*** Listed records Section Begins ***
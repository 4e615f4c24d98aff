// SPDX-License-Identifier: AGPL-3.0-or-later
//
// Copyright (C) 2026 Relational Network

use axum::{
    routing::{get, post},
    Router,
};
use tower_http::{
    cors::CorsLayer,
    request_id::{MakeRequestUuid, PropagateRequestIdLayer, SetRequestIdLayer},
    trace::TraceLayer,
};
use utoipa::{
    openapi::security::{HttpAuthScheme, HttpBuilder, SecurityScheme},
    Modify, OpenApi,
};
use utoipa_swagger_ui::SwaggerUi;

use crate::{
    models::{
        AccountResponse, CreateAccountRequest, CreateAccountResponse, DeleteAccountResponse,
        LoginRequest, LoginResponse, TransferRequest, TransferResponse,
    },
    state::AppState,
};

pub mod accounts;
pub mod health;
pub mod session;
pub mod transfer;

pub fn router(state: AppState) -> Router {
    let routes = Router::new()
        .route("/login", post(session::login))
        .route("/accounts", post(accounts::create_account))
        .route(
            "/accounts/transfer",
            post(transfer::transfer).put(transfer::transfer),
        )
        .route(
            "/accounts/{id}",
            get(accounts::get_account).delete(accounts::delete_account),
        )
        .route("/health", get(health::health))
        .route("/health/live", get(health::liveness))
        .route("/health/ready", get(health::readiness))
        .with_state(state);

    Router::new()
        .merge(routes)
        .merge(SwaggerUi::new("/docs").url("/api-doc/openapi.json", ApiDoc::openapi()))
        .layer(PropagateRequestIdLayer::x_request_id())
        .layer(TraceLayer::new_for_http())
        .layer(CorsLayer::permissive())
        .layer(SetRequestIdLayer::x_request_id(MakeRequestUuid))
}

struct SecurityAddon;

impl Modify for SecurityAddon {
    fn modify(&self, openapi: &mut utoipa::openapi::OpenApi) {
        if let Some(components) = openapi.components.as_mut() {
            components.add_security_scheme(
                "bearer_auth",
                SecurityScheme::Http(
                    HttpBuilder::new()
                        .scheme(HttpAuthScheme::Bearer)
                        .bearer_format("JWT")
                        .build(),
                ),
            );
        }
    }
}

#[derive(OpenApi)]
#[openapi(
    paths(
        session::login,
        accounts::create_account,
        accounts::get_account,
        accounts::delete_account,
        transfer::transfer,
        health::health,
        health::liveness,
        health::readiness
    ),
    components(
        schemas(
            LoginRequest,
            LoginResponse,
            CreateAccountRequest,
            CreateAccountResponse,
            DeleteAccountResponse,
            AccountResponse,
            TransferRequest,
            TransferResponse,
            health::ReadyResponse,
            health::HealthChecks,
            health::HealthResponse,
            health::ComponentStatus
        )
    ),
    modifiers(&SecurityAddon),
    tags(
        (name = "Session", description = "Login and token issuance"),
        (name = "Accounts", description = "Account lifecycle"),
        (name = "Transfers", description = "Moving funds between accounts"),
        (name = "Health", description = "Liveness and readiness checks")
    )
)]
struct ApiDoc;
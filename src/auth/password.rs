// SPDX-License-Identifier: AGPL-3.0-or-later
//
// Copyright (C) 2026 Relational Network

//! Password hashing (bcrypt).

use super::AuthError;

/// Hash a password with a fresh random salt.
pub fn hash_password(password: &str, cost: u32) -> Result<String, AuthError> {
    bcrypt::hash(password, cost)
        .map_err(|e| AuthError::Internal(format!("password hashing failed: {e}")))
}

/// Check a password against a stored hash.
///
/// A malformed stored hash never verifies.
pub fn verify_password(password: &str, hash: &str) -> bool {
    match bcrypt::verify(password, hash) {
        Ok(matches) => matches,
        Err(e) => {
            tracing::warn!(error = %e, "Stored credential hash could not be parsed");
            false
        }
    }
}

#[cfg(test)]
mod tests {
    use super::*;

    const TEST_COST: u32 = 4;

    #[test]
    fn hash_verifies_original_password_only() {
        let hash = hash_password("p@ss", TEST_COST).unwrap();
        assert!(verify_password("p@ss", &hash));
        assert!(!verify_password("wrong", &hash));
    }

    #[test]
    fn hash_is_salted() {
        let first = hash_password("secret", TEST_COST).unwrap();
        let second = hash_password("secret", TEST_COST).unwrap();
        assert_ne!(first, second);
        assert!(!first.contains("secret"));
    }

    #[test]
    fn malformed_hash_never_verifies() {
        assert!(!verify_password("secret", "not-a-bcrypt-hash"));
        assert!(!verify_password("", ""));
    }
}
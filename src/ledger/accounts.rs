// SPDX-License-Identifier: AGPL-3.0-or-later
//
// Copyright (C) 2026 Relational Network

//! Minting new accounts.

use chrono::{Datelike, Utc};
use rand::{distributions::Alphanumeric, Rng};

use crate::models::Account;

/// Length of the random part of an account id.
const ID_SUFFIX_LEN: usize = 8;

/// Smallest and largest account numbers handed out (always ten digits).
pub const MIN_ACCOUNT_NUMBER: i64 = 1_000_000_000;
pub const MAX_ACCOUNT_NUMBER: i64 = 9_999_999_999;

/// Build a fresh account with a zero balance.
///
/// Uniqueness of the id and number is not checked here; the store rejects
/// collisions and the caller generates again.
pub fn new_account(first_name: &str, last_name: &str, credential_hash: String) -> Account {
    Account {
        id: generate_id(),
        number: generate_number(),
        first_name: first_name.to_string(),
        last_name: last_name.to_string(),
        credential_hash,
        balance: 0,
        created_at: Utc::now(),
    }
}

/// Two-digit year followed by eight lowercase alphanumerics, e.g. `26k3f9a0zq`.
pub fn generate_id() -> String {
    let year = Utc::now().year() % 100;
    let suffix: String = rand::thread_rng()
        .sample_iter(&Alphanumeric)
        .take(ID_SUFFIX_LEN)
        .map(|b| char::from(b).to_ascii_lowercase())
        .collect();
    format!("{year:02}{suffix}")
}

pub fn generate_number() -> i64 {
    rand::thread_rng().gen_range(MIN_ACCOUNT_NUMBER..=MAX_ACCOUNT_NUMBER)
}
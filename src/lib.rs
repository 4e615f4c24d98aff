// SPDX-License-Identifier: AGPL-3.0-or-later
//
// Copyright (C) 2026 Relational Network

//! Ledger Server - Account Ledger Service
//!
//! Accounts owned by password holders, signed bearer tokens proving that
//! ownership, and atomic transfers between accounts.
//!
//! ## Modules
//!
//! - `api` - HTTP API handlers (Axum)
//! - `auth` - Password hashing, token issue/validation, request guards
//! - `ledger` - Account minting and the transfer engine
//! - `storage` - Account store (redb)

pub mod api;
pub mod auth;
pub mod config;
pub mod error;
pub mod ledger;
pub mod models;
pub mod state;
pub mod storage;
*** Listed records Section Ends ***
• Problem details
Counting only those lines of the data above where the word "year" appears, give the number and nothing more.

• Completed task
3